Folate (Vitamin B9), found in dark green leafy vegetables, and Vitamin B12, abundant in meat, salmon, eggs, and nutritional yeast, are essential for metabolizing homocysteine, an amino acid compound produced in the body. Insufficient intake of these vitamins can hinder the effective breakdown of homocysteine, potentially leading to arterial wall damage when homocysteine levels become excessive.

4. Addressing Menopausal Symptoms and Sleep

Hot flushes and night sweats are common menopausal symptoms and can impact sleep quality and indirectly affect heart health. Prioritize 7-9 hours of restful sleep, including magnesium-rich foods (avocado, green leafy vegetables, pumpkin seeds) may help as Magnesium is not only needed in the production of melatonin (a hormone that puts you in a state of quiet and therefore promotes sleep and also regulates your circadian rhythm) it also helps regulate hundreds of body systems, including blood pressure, blood sugar, and helps blood vessels relax.

5. Weight Management and Bone Health

Many women may experience weight gain during menopause, and maintaining a healthy weight is crucial for heart health and overall wellbeing. Physical activity not only helps with weight management but also boosts mood and heart health. Consider weight-bearing exercises like running which is a particularly excellent choice as this type of exercise offers added support for bone health. Maintaining bone density becomes crucial during and after menopause primarily due to the decline in oestrogen which drives the development of bone. A diet rich in calcium and vitamin D which enhances calcium absorption, will further contribute to the overall health of bones.

Furthermore, when considering weight gain, we could look to the superfood, Wheatgrass, not only full of antioxidants and immune boasting, but it also stimulates a hormone that signals fullness to the brain and promotes blood glucose balance, aiding in weight management.

6. Managing Metabolic Changes

Menopause often brings changes in glucose metabolism, which may lead to insulin resistance in some women, thereby increasing the risk of type 2 diabetes. To support better blood glucose control, consider incorporating seaweed and the superfood spirulina into your diet. Spirulina has also shown potential in reducing LDL cholesterol and increasing HDL cholesterol levels.

It's equally important to maintain stable blood pressure to alleviate hot flushes. Be mindful of your carbohydrate and sugar intake, as overconsumption can result in dramatic blood sugar spikes followed by steep drops.
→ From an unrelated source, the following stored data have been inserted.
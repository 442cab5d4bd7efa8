//! # Archive Scout
//!
//! Runs the archive discovery engine against the configured directory.
//!
//! See `discovery_runtime` for the control modes and
//! `DiscoveryConfig::from_env` for the tunables.

use anyhow::Result;
use std::sync::Arc;
use tracing::info;

use archive_discovery::{
    spawn_engine, DiscoveryController, EngineSettings, HttpClientModule, SystemTimeSource,
};
use discovery_runtime::{load_config, run_auto, run_stdio, ControlMode};
use discovery_telemetry::{init_telemetry, TelemetryConfig};

#[tokio::main]
async fn main() -> Result<()> {
    // Initialize logging and metrics
    init_telemetry(&TelemetryConfig::from_env())?;

    // Load configuration
    let config = load_config()?;
    info!(
        mode = ?config.mode,
        source = %config.discovery.node_source_url,
        max_nodes = config.discovery.max_nodes,
        version = archive_discovery::VERSION,
        "Starting archive scout"
    );

    let (handle, events) = spawn_engine(
        Arc::new(HttpClientModule::default()),
        config.discovery.clone(),
        EngineSettings::default(),
        Arc::new(SystemTimeSource),
    );

    match config.mode {
        ControlMode::Auto => run_auto(DiscoveryController::new(handle, events), config).await?,
        ControlMode::Stdio => run_stdio(handle, events).await?,
    }

    if let Ok(metrics) = discovery_telemetry::encode_metrics() {
        tracing::debug!(%metrics, "Final metrics");
    }
    info!("Shutdown complete");
    Ok(())
}
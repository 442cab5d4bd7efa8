//! # Domain Errors
//!
//! Error taxonomy for the discovery engine.
//!
//! Only `Initialization` is fatal, and only to the INIT command. Every other
//! variant is contained within a single discovery cycle or a single command.

use thiserror::Error;

/// Discovery engine error types.
#[derive(Debug, Clone, Error, PartialEq, Eq)]
pub enum DiscoveryError {
    /// Client module failed to load or produce its capabilities.
    #[error("Initialization failed: {0}")]
    Initialization(String),

    /// Candidate could not be reached.
    #[error("Connection to {endpoint} failed: {reason}")]
    Connection {
        /// Endpoint that was being contacted
        endpoint: String,
        /// Underlying failure
        reason: String,
    },

    /// Connect step did not finish within the connection timeout.
    #[error("Connection to {endpoint} timed out after {timeout_ms}ms")]
    ConnectTimeout {
        /// Endpoint that was being contacted
        endpoint: String,
        /// Timeout that elapsed
        timeout_ms: u64,
    },

    /// Client capability returned an unexpected or missing shape.
    #[error("Protocol error from {endpoint}: {reason}")]
    Protocol {
        /// Endpoint that produced the reply
        endpoint: String,
        /// What was wrong with it
        reason: String,
    },

    /// Directory service handle failed.
    #[error("Node source error: {0}")]
    NodeSource(String),

    /// A configuration patch was rejected.
    #[error("Invalid configuration: {0}")]
    InvalidConfig(String),

    /// Wire message carried an unrecognized command type.
    #[error("Unknown command type: {0}")]
    UnknownCommand(String),

    /// Wire message could not be encoded or decoded.
    #[error("Codec error: {0}")]
    Codec(String),

    /// Command is not allowed in the current run state.
    #[error("Command rejected: {0}")]
    InvalidState(String),

    /// The engine task is gone.
    #[error("Control channel closed")]
    ChannelClosed,
}

impl DiscoveryError {
    /// True for failures attributable to a single candidate node.
    pub fn is_node_failure(&self) -> bool {
        matches!(
            self,
            Self::Connection { .. } | Self::ConnectTimeout { .. } | Self::Protocol { .. }
        )
    }

    /// Shorthand for a connection error.
    pub fn connection(endpoint: impl Into<String>, reason: impl ToString) -> Self {
        Self::Connection {
            endpoint: endpoint.into(),
            reason: reason.to_string(),
        }
    }

    /// Shorthand for a protocol error.
    pub fn protocol(endpoint: impl Into<String>, reason: impl ToString) -> Self {
        Self::Protocol {
            endpoint: endpoint.into(),
            reason: reason.to_string(),
        }
    }
}
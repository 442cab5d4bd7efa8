//! # Discovery Engine
//!
//! The single task that owns configuration, ledger and scheduler, and runs
//! the probe-classify-record cycle.
//!
//! ## Command handling
//!
//! Commands are read only between cycles: while idle, or while waiting for
//! the next cycle deadline. A probe in flight always completes before a
//! STOP, CONFIG or GET_STATE is observed.
//!
//! Before a successful INIT, every command except INIT and CONFIG is held
//! back and replayed in submission order once the client module is loaded.

use std::collections::VecDeque;
use std::sync::Arc;

use tokio::sync::mpsc;
use tokio::time::{sleep_until, Instant};
use tracing::{debug, info, info_span, Instrument, Span};
use uuid::Uuid;

use super::classifier::ArchiveClassifier;
use super::emitter::EventEmitter;
use super::probe::ProbeExecutor;
use super::scheduler::DiscoveryScheduler;
use crate::config::{ConfigPatch, DiscoveryConfig, EngineSettings};
use crate::domain::{DiscoveryError, Ledger, NodeIdentity, ProbeResult};
use crate::ipc::{
    Command, ConfigUpdatedPayload, Event, InitRequest, InitializedPayload, LogLevel,
};
use crate::ports::{ClientModuleLoader, TimeSource};

/// What one cycle did.
#[derive(Debug)]
enum CycleOutcome {
    /// Directory had nothing at this index.
    Exhausted,
    /// Candidate already tested.
    Skipped(NodeIdentity),
    /// Candidate probed and classified.
    Classified(ProbeResult),
}

/// Discovery engine task state.
pub struct DiscoveryEngine {
    config: DiscoveryConfig,
    settings: EngineSettings,
    ledger: Ledger,
    scheduler: DiscoveryScheduler,
    loader: Arc<dyn ClientModuleLoader>,
    executor: Option<ProbeExecutor>,
    pending: VecDeque<Command>,
    commands: mpsc::UnboundedReceiver<Command>,
    emitter: EventEmitter,
    run_span: Span,
}

impl DiscoveryEngine {
    /// Create an engine reading `commands` and writing `events`.
    pub fn new(
        config: DiscoveryConfig,
        settings: EngineSettings,
        loader: Arc<dyn ClientModuleLoader>,
        time: Arc<dyn TimeSource>,
        commands: mpsc::UnboundedReceiver<Command>,
        events: mpsc::UnboundedSender<Event>,
    ) -> Self {
        let ledger = Ledger::new(settings.recent_heights_capacity);
        Self {
            config,
            settings,
            ledger,
            scheduler: DiscoveryScheduler::new(),
            loader,
            executor: None,
            pending: VecDeque::new(),
            commands,
            emitter: EventEmitter::new(events, time),
            run_span: Span::none(),
        }
    }

    /// Whether the client module is loaded.
    pub fn is_initialized(&self) -> bool {
        self.executor.is_some()
    }

    /// Run until every command sender is dropped.
    pub async fn run(mut self) {
        info!("[archive-discovery] engine started");

        loop {
            let deadline = self
                .scheduler
                .next_cycle_at()
                .filter(|_| self.scheduler.is_running());

            let command = match deadline {
                Some(deadline) => {
                    tokio::select! {
                        biased;
                        command = self.commands.recv() => match command {
                            Some(command) => Some(command),
                            None => break,
                        },
                        _ = sleep_until(deadline) => None,
                    }
                }
                None => match self.commands.recv().await {
                    Some(command) => Some(command),
                    None => break,
                },
            };

            match command {
                Some(command) => self.dispatch(command).await,
                None => self.run_cycle().await,
            }
        }

        info!("[archive-discovery] control channel closed, engine exiting");
    }

    async fn dispatch(&mut self, command: Command) {
        debug!(command = command.kind(), "[archive-discovery] command received");
        match command {
            Command::Init(request) if !self.is_initialized() => self.initialize(request).await,
            Command::Config(patch) => self.update_config(patch),
            command if !self.is_initialized() => {
                debug!(
                    command = command.kind(),
                    pending = self.pending.len() + 1,
                    "[archive-discovery] not initialized, buffering"
                );
                self.pending.push_back(command);
            }
            command => self.apply(command),
        }
    }

    /// Handle a command that needs no I/O. Requires initialization.
    fn apply(&mut self, command: Command) {
        match command {
            Command::Init(_) => {
                self.emitter.emit(Event::Initialized(InitializedPayload {
                    success: true,
                    error: None,
                }));
            }
            Command::Start => self.start(),
            Command::Stop => self.stop(),
            Command::Config(patch) => self.update_config(patch),
            Command::GetState => self.emit_state(),
            Command::Reset => self.reset(),
        }
    }

    async fn initialize(&mut self, request: InitRequest) {
        match self.loader.load(&request.module_ref).await {
            Ok(capabilities) => {
                self.executor = Some(ProbeExecutor::new(
                    capabilities,
                    self.settings.connect_timeout,
                ));
                self.emitter.emit(Event::Initialized(InitializedPayload {
                    success: true,
                    error: None,
                }));
                self.emitter.log(LogLevel::Success, "Client module loaded");

                while let Some(command) = self.pending.pop_front() {
                    self.apply(command);
                }
            }
            Err(e) => {
                self.emitter
                    .error("Failed to initialize client module", Some(e.to_string()));
                self.emitter.emit(Event::Initialized(InitializedPayload {
                    success: false,
                    error: Some(e.to_string()),
                }));
            }
        }
    }

    fn start(&mut self) {
        if !self.scheduler.start(Instant::now()) {
            self.emitter.log(LogLevel::Warning, "Discovery already running");
            return;
        }

        let run_id = Uuid::new_v4();
        self.run_span = info_span!("discovery_run", %run_id);
        self.run_span.in_scope(|| {
            info!(
                max_nodes = self.config.max_nodes,
                source = %self.config.node_source_url,
                "[archive-discovery] run started"
            )
        });

        self.emitter.emit(Event::Started);
        self.emitter.log(
            LogLevel::Info,
            format!(
                "Starting archive discovery (budget {} nodes)",
                self.config.max_nodes
            ),
        );
    }

    fn stop(&mut self) {
        if !self.scheduler.request_stop() {
            debug!("[archive-discovery] stop ignored, not running");
            return;
        }
        self.finish_run("Discovery stopped");
    }

    fn finish_run(&mut self, message: &str) {
        self.scheduler.finish_stop();
        self.emitter.log(LogLevel::Info, message);
        self.emitter.emit(Event::Stopped);
        self.emit_state();
        self.run_span = Span::none();
    }

    fn update_config(&mut self, patch: ConfigPatch) {
        match self.config.apply(&patch) {
            Ok(()) => {
                debug!(config = ?self.config, "[archive-discovery] config updated");
                self.emitter.emit(Event::ConfigUpdated(ConfigUpdatedPayload {
                    config: self.config.clone(),
                }));
            }
            Err(e) => self
                .emitter
                .error("Configuration rejected", Some(e.to_string())),
        }
    }

    fn reset(&mut self) {
        if self.scheduler.is_running() {
            let e = DiscoveryError::InvalidState("RESET while running".into());
            self.emitter.error("Cannot reset a running discovery", Some(e.to_string()));
            return;
        }
        self.ledger.reset();
        self.emitter.log(LogLevel::Info, "Ledger reset");
        self.emit_state();
    }

    fn emit_state(&self) {
        self.emitter.emit(Event::StateUpdate(
            self.ledger
                .snapshot(self.scheduler.is_running(), self.scheduler.index()),
        ));
    }

    async fn run_cycle(&mut self) {
        let span = self.run_span.clone();
        self.run_cycle_inner().instrument(span).await
    }

    async fn run_cycle_inner(&mut self) {
        // Cycle works on a snapshot of the config.
        let config = self.config.clone();

        if self.scheduler.budget_exhausted(config.max_nodes) {
            self.exhaust_budget(config.max_nodes);
            return;
        }

        let index = self.scheduler.index();
        let pause = match self.cycle(&config, index).await {
            Ok(CycleOutcome::Exhausted) => {
                debug!(index, "[archive-discovery] node source exhausted");
                config.probe_interval()
            }
            Ok(CycleOutcome::Skipped(identity)) => {
                self.ledger.record_skip();
                self.scheduler.advance();
                self.emitter
                    .log(LogLevel::Debug, format!("Skipping already tested node {identity}"));
                config.probe_interval()
            }
            Ok(CycleOutcome::Classified(result)) => {
                self.scheduler.advance();
                self.record(result);
                config.probe_interval()
            }
            Err(e) => {
                self.ledger.record_error();
                self.scheduler.advance();
                self.emitter
                    .log(LogLevel::Error, format!("Node {index} failed: {e}"));
                // Flat, and never shorter than the healthy pacing.
                self.settings.error_backoff.max(config.probe_interval())
            }
        };

        if self.scheduler.budget_exhausted(config.max_nodes) {
            self.exhaust_budget(config.max_nodes);
            return;
        }
        self.scheduler.schedule_after(Instant::now(), pause);
    }

    async fn cycle(
        &mut self,
        config: &DiscoveryConfig,
        index: u64,
    ) -> Result<CycleOutcome, DiscoveryError> {
        let executor = self
            .executor
            .as_mut()
            .ok_or_else(|| DiscoveryError::InvalidState("not initialized".into()))?;

        let Some(endpoint) = executor.resolve(&config.node_source_url, index).await? else {
            return Ok(CycleOutcome::Exhausted);
        };

        let identity = endpoint.identity();
        if self.ledger.should_skip(&identity, config.skip_duplicate_check) {
            return Ok(CycleOutcome::Skipped(identity));
        }

        self.emitter
            .log(LogLevel::Debug, format!("Testing node {index}: {}", endpoint.url));

        let classifier = ArchiveClassifier::from_config(config);
        let recent_heights = self.ledger.recent_archive_heights();
        let result = executor
            .probe(&endpoint, index, &classifier, &recent_heights)
            .await?;
        Ok(CycleOutcome::Classified(result))
    }

    fn record(&mut self, result: ProbeResult) {
        if result.classified_archive {
            self.emitter.log(
                LogLevel::Archive,
                format!(
                    "Archive node found: {} at height {} ({})",
                    result.identity, result.block_height, result.server_label
                ),
            );
            self.emitter.emit(Event::ArchiveFound(result.clone()));
        } else {
            let detail = result
                .historical_outcome
                .reason
                .as_deref()
                .map(|reason| format!(", {reason}"))
                .unwrap_or_default();
            self.emitter.log(
                LogLevel::Info,
                format!(
                    "Non-archive node {} at height {}{}",
                    result.identity, result.block_height, detail
                ),
            );
        }

        self.ledger.record_result(result);

        let tested = self.ledger.counters().tested;
        if self.settings.snapshot_interval > 0 && tested % self.settings.snapshot_interval == 0 {
            self.emit_state();
        }
    }

    fn exhaust_budget(&mut self, max_nodes: u64) {
        info!(max_nodes, "[archive-discovery] node budget exhausted");
        self.finish_run(&format!(
            "Node budget exhausted after {max_nodes} nodes, stopping"
        ));
    }
}
//! # Value Objects
//!
//! Run state, counters and snapshots.

use super::entities::ProbeResult;
use serde::{Deserialize, Serialize};

/// Run state of the discovery scheduler.
#[derive(Clone, Copy, Debug, Default, PartialEq, Eq, Serialize, Deserialize)]
pub enum RunState {
    /// Not started yet.
    #[default]
    Idle,
    /// Cycle loop active.
    Running,
    /// Stop requested, waiting for the in-flight cycle.
    Stopping,
    /// Run finished (explicit STOP or budget exhausted).
    Stopped,
}

impl RunState {
    /// True while the cycle loop should keep going.
    pub fn is_running(&self) -> bool {
        matches!(self, Self::Running)
    }
}

/// Ledger counters.
///
/// `tested == archive + non_archive` always holds; skipped and errored
/// cycles are counted separately.
#[derive(Clone, Copy, Debug, Default, PartialEq, Eq, Serialize, Deserialize)]
#[serde(rename_all = "camelCase")]
pub struct Counters {
    /// Nodes fully classified.
    pub tested: u64,
    /// Nodes classified archive.
    pub archive: u64,
    /// Nodes classified non-archive.
    pub non_archive: u64,
    /// Candidates skipped as duplicates.
    pub skipped: u64,
    /// Cycles that failed.
    pub errors: u64,
}

impl Counters {
    /// Check the tested/archive/non-archive balance.
    pub fn is_balanced(&self) -> bool {
        self.tested == self.archive + self.non_archive
    }
}

/// Point-in-time copy of the ledger surfaced to the controller.
#[derive(Clone, Debug, Default, PartialEq, Eq, Serialize, Deserialize)]
#[serde(rename_all = "camelCase")]
pub struct StateSnapshot {
    /// Ledger counters.
    pub counters: Counters,
    /// Discovered archive nodes, in discovery order.
    pub archive_records: Vec<ProbeResult>,
    /// Whether a run is active.
    pub running: bool,
    /// Current ordinal index.
    pub index: u64,
}
//! # Domain Module
//!
//! Core domain types for archive discovery: candidates, probe results, the
//! dedup/stats ledger, and the invariants binding them.

pub mod entities;
pub mod errors;
pub mod invariants;
pub mod ledger;
pub mod value_objects;

pub use entities::*;
pub use errors::*;
pub use invariants::*;
pub use ledger::Ledger;
pub use value_objects::*;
Moreover, it's advisable to limit the consumption of caffeine, alcohol, and spicy foods, as these can exacerbate the frequency and intensity of hot flushes."

While these changes are common during menopause, it's important to note that not all women will experience them in the same way or to the same extent. The impact on cardiovascular health can vary from person to person. It underscores the importance of monitoring cardiovascular risk factors, adopting a heart-healthy lifestyle, and consulting with healthcare professionals to manage the changes that may occur during and after menopause. Regular exercise, a balanced diet, stress management, and regular health checks are all essential components of maintaining good cardiovascular health during this life stage.